While using analytics to combat fraud isn’t as dangerous as leveling the Infinity Stone-fueled powers of Thanos –anticipating fraudulent behavior before it happens can feel daunting, defeating or just plain impossible if you don’t have the right attack plan in place. The good news is there is a path to victory and it starts by evaluating your various transactional data sources.
According to Association of Certified Fraud Examiners, organizations that undertake proactive data analysis techniques experience fraud are 52% less costly and 58% shorter than organizations that do not monitor and analyze data for signs of fraud. As these stats indicate, consolidating your business data will have a significant impact on your efforts to detect, prevent, and eliminate fraud.
Unfortunately, stopping fraud in its tracks isn’t something you can just throw up a “bat signal” to solve (I know that’s a different comic book universe but stay with me). To combat fraud through analytics, you need to look for the solution that best aligns with your department’s unique needs and your strategic corporate objectives. Look for the solution that best ties together all of the stories you are trying to or hope to tell with your data.
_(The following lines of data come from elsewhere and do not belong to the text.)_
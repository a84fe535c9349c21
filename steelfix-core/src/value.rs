//! Typed tag values for FIX messages.
//!
//! This module provides [`TagValue`], the tagged union stored under every
//! tag number in a [`TagMap`](crate::TagMap). Scalar variants cover the FIX
//! primitive families; the `Group` variant holds the ordered occurrences of
//! a repeating group, one child map per occurrence.

use crate::tagmap::TagMap;
use bytes::Bytes;
use rust_decimal::Decimal;
use serde::{Deserialize, Serialize};
use std::fmt;

/// A typed FIX tag value.
#[derive(Debug, Clone, PartialEq, Serialize, Deserialize)]
pub enum TagValue {
    /// Signed integer value (Int, Length, SeqNum, NumInGroup, ...).
    Int(i64),
    /// Unsigned integer value.
    Uint(u64),
    /// Single character value (Char, Boolean).
    Char(char),
    /// Floating point value (Float, Price, Qty, Amt, Percentage).
    Float(f64),
    /// Fixed-point value preserving the caller's scale exactly.
    Decimal(Decimal),
    /// Textual value (String, Currency, UTCTimestamp, ...).
    Str(String),
    /// Raw binary payload (Data, XmlData).
    Data(Bytes),
    /// Repeating group occurrences, one child map each. The occurrence
    /// count is the wire value of the containing NumInGroup tag.
    Group(Vec<TagMap>),
}

impl TagValue {
    /// Returns the value as an i64, if it is an Int variant.
    #[must_use]
    pub const fn as_i64(&self) -> Option<i64> {
        match self {
            Self::Int(v) => Some(*v),
            _ => None,
        }
    }

    /// Returns the value as a u64, if it is a Uint variant.
    #[must_use]
    pub const fn as_u64(&self) -> Option<u64> {
        match self {
            Self::Uint(v) => Some(*v),
            _ => None,
        }
    }

    /// Returns the value as a char, if it is a Char variant.
    #[must_use]
    pub const fn as_char(&self) -> Option<char> {
        match self {
            Self::Char(v) => Some(*v),
            _ => None,
        }
    }

    /// Returns the value as an f64, if it is a Float variant.
    #[must_use]
    pub const fn as_f64(&self) -> Option<f64> {
        match self {
            Self::Float(v) => Some(*v),
            _ => None,
        }
    }

    /// Returns the value as a Decimal, if it is a Decimal variant.
    #[must_use]
    pub const fn as_decimal(&self) -> Option<Decimal> {
        match self {
            Self::Decimal(v) => Some(*v),
            _ => None,
        }
    }

    /// Returns the value as a string slice, if it is a Str variant.
    #[must_use]
    pub fn as_str(&self) -> Option<&str> {
        match self {
            Self::Str(s) => Some(s),
            _ => None,
        }
    }

    /// Returns the value as raw bytes, if it is a Data variant.
    #[must_use]
    pub fn as_data(&self) -> Option<&Bytes> {
        match self {
            Self::Data(d) => Some(d),
            _ => None,
        }
    }

    /// Returns the group occurrences, if this is a Group variant.
    #[must_use]
    pub fn as_group(&self) -> Option<&[TagMap]> {
        match self {
            Self::Group(g) => Some(g),
            _ => None,
        }
    }

    /// Returns the group occurrences mutably, if this is a Group variant.
    #[must_use]
    pub fn as_group_mut(&mut self) -> Option<&mut Vec<TagMap>> {
        match self {
            Self::Group(g) => Some(g),
            _ => None,
        }
    }

    /// Returns true if this is a Group variant.
    #[must_use]
    pub const fn is_group(&self) -> bool {
        matches!(self, Self::Group(_))
    }
}

impl fmt::Display for TagValue {
    fn fmt(&self, f: &mut fmt::Formatter<'_>) -> fmt::Result {
        match self {
            Self::Int(v) => write!(f, "{}", v),
            Self::Uint(v) => write!(f, "{}", v),
            Self::Char(c) => write!(f, "{}", c),
            Self::Float(v) => write!(f, "{}", v),
            Self::Decimal(v) => write!(f, "{}", v),
            Self::Str(s) => write!(f, "{}", s),
            Self::Data(d) => write!(f, "<{} bytes>", d.len()),
            Self::Group(g) => write!(f, "<group of {}>", g.len()),
        }
    }
}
Data Cleansing…with the Snap of your Fingers
Before constructing or refining any analytics-based fraud technique, first focus on how your data is being prepared. According to Gartner the average financial impact of poor data quality on organizations is $9.7 million per year.” While cleaning your data is a little more daunting than the snap of your fingers, it’s the most critical step in ensuring you are dealing in facts vs. fiction.
The initial step to a data cleanse is making sure you have made a copy of the original data set. This original data is your infinity gauntlet – everything hinges on this data being safe from corruption as it will power your quest for data perfection. The next step is having a deep understanding of your organization’s data. It’s crucial that the person(s) involved in cleaning your data understands the location, structure and granular details of your data sets. Failing to understand the minutiae can cause confusion around data definitions or worse lead to inaccurate analysis that spreads across your entire corporate universe. One technique to eliminating confusion is by documenting the steps to your clean-up by developing a data dictionary – this will not only help your current team but will be invaluable to the new hires & vendors that may assist you in data processes at a later time. As a follow-on to the initial creation, it’s also important that there you have ongoing iterations of your dictionary, if the dictionary is dated so is your analysis.
The second step to this process is consulting with your analytics users on what they ideally need from analysis. Each department or level of management may have different requirements for what they need from “clean” data, you will want to take their input into consideration especially once you start provisioning reports or dashboards to suit their needs. The other importance of defining needs is it helps establish a process so that you or your team are the key characters involved in analysis and there aren’t supplemental characters being tasked with similar tasks. The worst occurrence is when you’ve expended resources to reevaluate a process or a data source, only to find out another department was doing the same job – you need to possess that analytics stone.
The Hardest Choices Require the Strongest Wills
When it comes to fraud, it attacks your company in three ways: it depletes revenue, it increases your operating expenses and it impacts your overall profitability. But armed with clean data and the right analytics solution in place, you can fight fraud head on and generate a strong ROI on fraud detection.
With the right anti-fraud solution in place your investigators with be able to drive operational efficiency and decrease labor costs. Benefits of having the right fraud battle plan in place include the following:
- Detecting incidents of potential fraud by using risk indexes to improve investigative precision and reduce the likelihood of false positives.
- Optimizing the allocation of resources by quickly prioritizing the investigations with the largest impact on revenue through real-time alerting on potentially fraudulent transactions happening at the register or within the walls of your organization.
- Improving collaboration between your investigators and management by having one centralized source of truth to review. This helps cut down on “going with the gut” initiatives and helps make better informed decisions ultimately increasing the efficiency and effectiveness of your team of investigators.
The End is Near
To effectively communicate the results of your fraud analysis, you need to be able to visualize it. While a simple .CSV output may get the job done amongst your team, it’s important to be armed with the ability to deliver the “truth & beauty” of your analysis. Visualizing your findings helps amplify your message in order for the layman (or the busy Executive) to see the impact of your fraud investigations. By giving them clear comparative visuals, it’s easy for leaders within your team and organization to make quicker decisions too. And the final benefit of being able to visualize your findings is allowing the data tell the story – unbiased and sometimes even ugly – it’s important that your team is highlighting the reality behind your investigations.
Anti-fraud analytics are incredibly powerful and can have drastic consequences across your enterprise – whether they’re positive or negative is up to you. A poor analytics game plan can taint your decision-making and water down the impact your investigators have on your business. But when applied correctly, clean data and powerful visualizations can help avenge your business and take down threats of fraud...and Thanos too, but only if he was committing some type of fraud.